Er oder sie? Ist nicht das die Frage, die wir uns immer stellen, wenn wir uns streiten? Wenn wir sagen: “Das hab ich doch gar nicht so gemeint!” oder “Du hörst nur, was du hören willst!”

“Reine” Sachinformation gibt es in der Kommunikation nicht.

Wir können nicht nur auf der Sachebene kommunizieren und die anderen Ebenen ausblenden. Weder auf der Senderseite noch auf der Empfängerinnenseite. Appell, Selbstoffenbarung und Beziehung schwingen immer mit. Manchmal stärker, manchmal weniger stark.Wie stark, das hängt von der Beziehung zwischen den Kommunikationspartner*innen ab und zu einem großen Teil auch davon, wie wir uns gerade fühlen, was uns beschäftigt, wie sehr wir bei der Sache sind oder auch nicht.

Außerdem hat jede Person einen anderen Kommunikationsstil. Bei manchen ist die Sachebene stärker ausgeprägt, bei anderen die Beziehungsebene oder eine der beiden anderen Ebenen. Je nach Stärke der Ausprägung werden dann natürlich auch Nachrichten unterschiedlich interpretiert.

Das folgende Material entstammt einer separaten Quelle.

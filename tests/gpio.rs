mod support;

use mmreg::gpio::{
    AltOpenDrain, Configurable, FixedAnalog, FixedInput, FixedOutput, Large, Max, Normal,
    OpenDrain, Pin, PinAltOpenDrain, PinAltPushPull, PinInterface, PinMode, PinOpenDrain,
    PinToggle, Pins, PullDown, PullUp, PushPull, Strength,
};
use mmreg::reg::{Combine, FieldVal};
use mmreg::token::Token;
use support::{Access, Write};

mmreg::reg! {
    pub mod GPIOX MODER;
    0x4001_0800 0x20 0 RReg WReg;
    memory support::Sim;
    MODE0 { 0 2 RRegField WRegField }
    MODE1 { 2 2 RRegField WRegField }
}

mmreg::reg! {
    pub mod GPIOX OTYPER;
    0x4001_0804 0x20 0 RReg WReg;
    memory support::Sim;
    OT0 { 0 1 RRegField WRegField }
    OT1 { 1 1 RRegField WRegField }
}

mmreg::reg! {
    pub mod GPIOX OSPEEDR;
    0x4001_0808 0x20 0 RReg WReg;
    memory support::Sim;
    DRV0 { 0 1 RRegField WRegField }
    DRV1 { 1 1 RRegField WRegField }
}

mmreg::reg! {
    pub mod GPIOX PUPDR;
    0x4001_080C 0x20 0 RReg WReg;
    memory support::Sim;
    PUPD0 { 0 2 RRegField WRegField }
    PUPD1 { 2 2 RRegField WRegField }
}

mmreg::reg! {
    pub mod GPIOX IDR;
    0x4001_0810 0x20 0 RReg RoReg;
    memory support::Sim;
    ID0 { 0 1 RRegField RoRegField }
    ID1 { 1 1 RRegField RoRegField }
}

mmreg::reg! {
    pub mod GPIOX ODR;
    0x4001_0814 0x20 0 RReg WReg;
    memory support::Sim;
    bit_band 0x4000_0000 0x4200_0000;
    OD0 { 0 1 RRegField WRegField }
    OD1 { 1 1 RRegField WRegField }
}

mmreg::reg! {
    pub mod GPIOX HDRV;
    0x4001_0818 0x20 0 RReg WReg;
    memory support::Sim;
    HD0 { 0 1 RRegField WRegField }
    HD1 { 1 1 RRegField WRegField }
}

const MODER: usize = 0x4001_0800;
const OTYPER: usize = 0x4001_0804;
const OSPEEDR: usize = 0x4001_0808;
const PUPDR: usize = 0x4001_080C;
const IDR: usize = 0x4001_0810;
const ODR: usize = 0x4001_0814;
const HDRV: usize = 0x4001_0818;
const OD0_ALIAS: usize = 0x4221_0280;

macro_rules! pin {
    ($pin:ident, $mode:ident, $ot:ident, $drv:ident, $pupd:ident, $id:ident, $od:ident, $hd:ident) => {
        struct $pin;

        impl PinInterface for $pin {
            const NAME: &'static str = stringify!($pin);
            type DriveLow = FieldVal<gpiox_odr::$od, 0>;
            type DriveHigh = FieldVal<gpiox_odr::$od, 1>;
            type OutputLatch = FieldVal<gpiox_odr::$od, 1>;
            type Input = FieldVal<gpiox_idr::$id, 1>;
            type InputMode = FieldVal<gpiox_moder::$mode, 0b00>;
            type AnalogMode = FieldVal<gpiox_moder::$mode, 0b11>;
            type PullDisable = FieldVal<gpiox_pupdr::$pupd, 0b00>;
            type PullEnable = ();
            type PullUp = FieldVal<gpiox_pupdr::$pupd, 0b01>;
            type PullDown = FieldVal<gpiox_pupdr::$pupd, 0b10>;
            type PushPull =
                Combine<FieldVal<gpiox_moder::$mode, 0b01>, FieldVal<gpiox_otyper::$ot, 0>>;
            type NormalDrive = FieldVal<gpiox_ospeedr::$drv, 0>;
            type LargeDrive = FieldVal<gpiox_ospeedr::$drv, 1>;
            type NormalStrength = FieldVal<gpiox_hdrv::$hd, 0>;
            type MaxStrength = FieldVal<gpiox_hdrv::$hd, 1>;
        }

        impl PinOpenDrain for $pin {
            type OpenDrain =
                Combine<FieldVal<gpiox_moder::$mode, 0b01>, FieldVal<gpiox_otyper::$ot, 1>>;
        }

        impl PinAltPushPull for $pin {
            type AltPushPull =
                Combine<FieldVal<gpiox_moder::$mode, 0b10>, FieldVal<gpiox_otyper::$ot, 0>>;
        }

        impl PinAltOpenDrain for $pin {
            type AltOpenDrain =
                Combine<FieldVal<gpiox_moder::$mode, 0b10>, FieldVal<gpiox_otyper::$ot, 1>>;
        }

        impl PinToggle for $pin {
            type OutputField = gpiox_odr::$od;
        }
    };
}

pin!(Px0, Mode0, Ot0, Drv0, Pupd0, Id0, Od0, Hd0);
pin!(Px1, Mode1, Ot1, Drv1, Pupd1, Id1, Od1, Hd1);

fn pin<C: mmreg::gpio::PinConfig<Px0>>() -> Pin<Px0, C> {
    support::reset();
    unsafe { Pin::take() }
}

fn addresses() -> Vec<usize> {
    support::journal().iter().map(|write| write.address).collect()
}

#[test]
fn push_pull_drive_and_toggle() {
    let pin = pin::<Configurable>();
    pin.set_push_pull_output::<Normal>();
    pin.set_high();
    assert!(pin.output_latch());
    assert!(pin.is_set_high());
    pin.set_low();
    assert!(!pin.output_latch());
    pin.toggle_output();
    assert!(pin.output_latch());
    pin.toggle_output();
    assert!(!pin.output_latch());
}

#[test]
fn drive_uses_bit_band() {
    let pin = pin::<Configurable>();
    support::poke(ODR, 0b10);
    pin.set_high();
    pin.set_low();
    assert_eq!(support::journal(), [
        Write { address: OD0_ALIAS, value: 1, access: Access::BitBand },
        Write { address: OD0_ALIAS, value: 0, access: Access::BitBand },
    ]);
    assert_eq!(support::peek(ODR), 0b10);
}

#[test]
fn output_drives_low_first() {
    let pin = pin::<Configurable>();
    support::poke(ODR, 0b01);
    pin.set_push_pull_output::<Normal>();
    assert_eq!(addresses(), [OD0_ALIAS, MODER, OTYPER, OSPEEDR, HDRV]);
    assert_eq!(support::journal()[0].value, 0);
    assert_eq!(support::peek(ODR), 0);
    assert_eq!(support::peek(MODER), 0b01);
    assert_eq!(support::peek(OTYPER), 0);
}

#[test]
fn input_drives_low_first() {
    let pin = pin::<Configurable>();
    support::poke(ODR, 0b01);
    support::poke(MODER, 0b01);
    pin.set_pull_down_input();
    assert_eq!(addresses(), [OD0_ALIAS, PUPDR, MODER, PUPDR]);
    assert_eq!(support::peek(ODR), 0);
    assert_eq!(support::peek(MODER), 0b00);
    assert_eq!(support::peek(PUPDR), 0b10);
}

#[test]
fn input_modes() {
    let pin = pin::<Configurable>();
    support::poke(PUPDR, 0b1111);
    pin.set_pull_up_input();
    assert_eq!(support::peek(PUPDR), 0b1101);
    pin.set_floating_input();
    assert_eq!(support::peek(PUPDR), 0b1100);
    pin.configure_input::<PullDown>();
    assert_eq!(support::peek(PUPDR), 0b1110);
    assert_eq!(support::peek(MODER), 0);
    support::poke(IDR, 0b01);
    assert!(pin.input());
    support::poke(IDR, 0b10);
    assert!(!pin.input());
}

#[test]
fn analog_mode() {
    let pin = pin::<Configurable>();
    support::poke(PUPDR, 0b01);
    pin.set_analog();
    assert_eq!(support::peek(MODER), 0b11);
    assert_eq!(support::peek(PUPDR), 0);
    assert_eq!(addresses()[0], OD0_ALIAS);
}

#[test]
fn output_modes() {
    let pin = pin::<Configurable>();
    pin.set_open_drain_output::<Large>();
    assert_eq!(support::peek(MODER), 0b01);
    assert_eq!(support::peek(OTYPER), 1);
    assert_eq!(support::peek(OSPEEDR), 1);
    assert_eq!(support::peek(HDRV), 0);
    pin.set_alt_push_pull::<Max>();
    assert_eq!(support::peek(MODER), 0b10);
    assert_eq!(support::peek(OTYPER), 0);
    assert_eq!(support::peek(OSPEEDR), 1);
    assert_eq!(support::peek(HDRV), 1);
    pin.set_alt_open_drain::<Normal>();
    assert_eq!(support::peek(MODER), 0b10);
    assert_eq!(support::peek(OTYPER), 1);
    assert_eq!(support::peek(OSPEEDR), 0);
    assert_eq!(support::peek(HDRV), 0);
    pin.configure_output::<AltOpenDrain, Large>();
    assert_eq!(support::peek(OSPEEDR), 1);
}

#[test]
fn strength_keeps_mode() {
    let pin = pin::<Configurable>();
    pin.set_push_pull_output::<Normal>();
    support::take_journal();
    pin.set_strength::<Max>();
    assert_eq!(addresses(), [OSPEEDR, HDRV]);
    assert_eq!(support::peek(MODER), 0b01);
    assert_eq!(support::peek(OSPEEDR), 1);
    assert_eq!(support::peek(HDRV), 1);
    pin.set_strength::<Normal>();
    assert_eq!(support::peek(OSPEEDR), 0);
    assert_eq!(support::peek(HDRV), 0);
}

#[test]
fn transitions_are_idempotent() {
    let pin = pin::<Configurable>();
    pin.set_pull_up_input();
    let first = [MODER, OTYPER, OSPEEDR, PUPDR, ODR, HDRV].map(support::peek);
    let writes = support::take_journal();
    pin.set_pull_up_input();
    assert_eq!([MODER, OTYPER, OSPEEDR, PUPDR, ODR, HDRV].map(support::peek), first);
    assert_eq!(support::journal(), writes);
}

#[test]
fn runtime_configure() {
    let pin = pin::<Configurable>();
    pin.configure(PinMode::OpenDrainOutput, Strength::Large);
    assert_eq!(support::peek(MODER), 0b01);
    assert_eq!(support::peek(OTYPER), 1);
    assert_eq!(support::peek(OSPEEDR), 1);
    assert_eq!(support::peek(HDRV), 0);
    pin.configure(PinMode::PullUpInput, Strength::Max);
    assert_eq!(support::peek(MODER), 0b00);
    assert_eq!(support::peek(PUPDR), 0b01);
    assert_eq!(support::peek(HDRV), 0);
    pin.configure(PinMode::AnalogInput, Strength::default());
    assert_eq!(support::peek(MODER), 0b11);
    assert_eq!(support::peek(PUPDR), 0);
    pin.configure(PinMode::AltPushPullOutput, Strength::Max);
    assert_eq!(support::peek(MODER), 0b10);
    assert_eq!(support::peek(HDRV), 1);
}

#[test]
fn reset_to_floating_input() {
    let pin = pin::<Configurable>();
    pin.set_push_pull_output::<Max>();
    pin.set_high();
    pin.reset();
    assert_eq!(support::peek(ODR), 0);
    assert_eq!(support::peek(MODER), 0);
    assert_eq!(support::peek(PUPDR), 0);
}

#[test]
fn configurable_init() {
    let pin = pin::<Configurable>();
    support::poke(MODER, 0b11);
    pin.init();
    assert_eq!(support::peek(MODER), 0);
}

#[test]
fn fixed_output_init() {
    let pin = pin::<FixedOutput<PushPull, Max>>();
    pin.init();
    assert_eq!(addresses(), [OD0_ALIAS, MODER, OTYPER, OSPEEDR, HDRV]);
    assert_eq!(support::peek(MODER), 0b01);
    assert_eq!(support::peek(HDRV), 1);
    pin.set_high();
    assert!(pin.output_latch());
    pin.set_strength::<Normal>();
    assert_eq!(support::peek(HDRV), 0);
}

#[test]
fn fixed_open_drain_init() {
    let pin = pin::<FixedOutput<OpenDrain, Normal>>();
    pin.init();
    assert_eq!(support::peek(OTYPER), 1);
}

#[test]
fn fixed_input_init() {
    let pin = pin::<FixedInput<PullUp>>();
    pin.init();
    assert_eq!(support::peek(PUPDR), 0b01);
    pin.set_pull_down_input();
    assert_eq!(support::peek(PUPDR), 0b10);
    support::poke(IDR, 1);
    assert!(pin.input());
}

#[test]
fn fixed_analog_init() {
    let pin = pin::<FixedAnalog>();
    pin.init();
    assert_eq!(support::peek(MODER), 0b11);
}

#[test]
fn pins_drive_together() {
    support::reset();
    let pins: Pins<(Pin<Px0>, Pin<Px1>)> = unsafe { Pins::take() };
    pins.set_high();
    assert_eq!(support::journal(), [Write { address: ODR, value: 0b11, access: Access::Exclusive }]);
    support::take_journal();
    pins.set_low();
    assert_eq!(support::journal(), [Write { address: ODR, value: 0, access: Access::Exclusive }]);
    pins.toggle_output();
    assert_eq!(support::peek(ODR), 0b11);
    let (a, b) = pins.free();
    assert!(a.output_latch());
    assert!(b.output_latch());
}

#[test]
fn pins_reset() {
    support::reset();
    let (a, b) = unsafe { (Pin::<Px0>::take(), Pin::<Px1>::take()) };
    a.set_push_pull_output::<Normal>();
    b.set_alt_open_drain::<Large>();
    assert_eq!(support::peek(MODER), 0b1001);
    let pins = Pins::new((a, b));
    pins.reset();
    assert_eq!(support::peek(MODER), 0);
}

#[test]
fn debug_output() {
    let pin = pin::<FixedOutput<PushPull, Normal>>();
    let debug = format!("{pin:?}");
    assert!(debug.contains("Px0"), "{debug}");
    assert!(debug.contains("PushPullOutput"), "{debug}");
}

#[cfg(feature = "embedded-hal")]
#[test]
fn embedded_hal() {
    use embedded_hal::digital::{InputPin, OutputPin, StatefulOutputPin};

    let mut pin = pin::<Configurable>();
    pin.set_push_pull_output::<Normal>();
    OutputPin::set_high(&mut pin).unwrap();
    assert!(StatefulOutputPin::is_set_high(&mut pin).unwrap());
    OutputPin::set_low(&mut pin).unwrap();
    assert!(StatefulOutputPin::is_set_low(&mut pin).unwrap());
    support::poke(IDR, 1);
    assert!(InputPin::is_high(&mut pin).unwrap());
}
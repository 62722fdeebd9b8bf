//! Memory-mapped registers prelude.

pub use super::{
    FieldSet, RFieldSet, RReg, RRegField, Reg, RegField, RoReg, RoRegField, RwReg, RwRegField,
    StoreMasked, WFieldSet, WReg, WRegField, WoReg, WoRegField,
};
pub use crate::token::Token;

Spannend, aber auch spannungsreich, die Kommunikation. Man weiß nie, was man bekommt. Die vielen Dimensionen sprachlicher Botschaften führen nicht selten zu Störungen in der Kommunikation. Da Menschen meist nicht nur zum Spaß sprechen, sondern mit dem, was sie sagen, mit jemandem über etwas kommunizieren wollen, ist das Sprechen an sich immer eine gesellschaftliche Handlung. Und handeln hießt hier eben informieren, appellieren, offenbaren und Beziehungen pflegen.

Das kann anstrengend sein. Kommunikation ist manchmal ein richtiger Kraftakt. Wir müssen klar formulieren, auf Tonfall, Mimik und Gestik achten, oft zwischen den Zeilen lesen und uns selbst als Kommunikationspartner oder -partnerin gut kennen, um möglichen Missverständnissen vorzubeugen.

Es kann also nicht schaden, anderen gut zuzuhören, und sich immer vor Ohren zu führen, dass miteinander reden immer auch bedeutet miteinander zu leben. Und das ist eben nie einfach.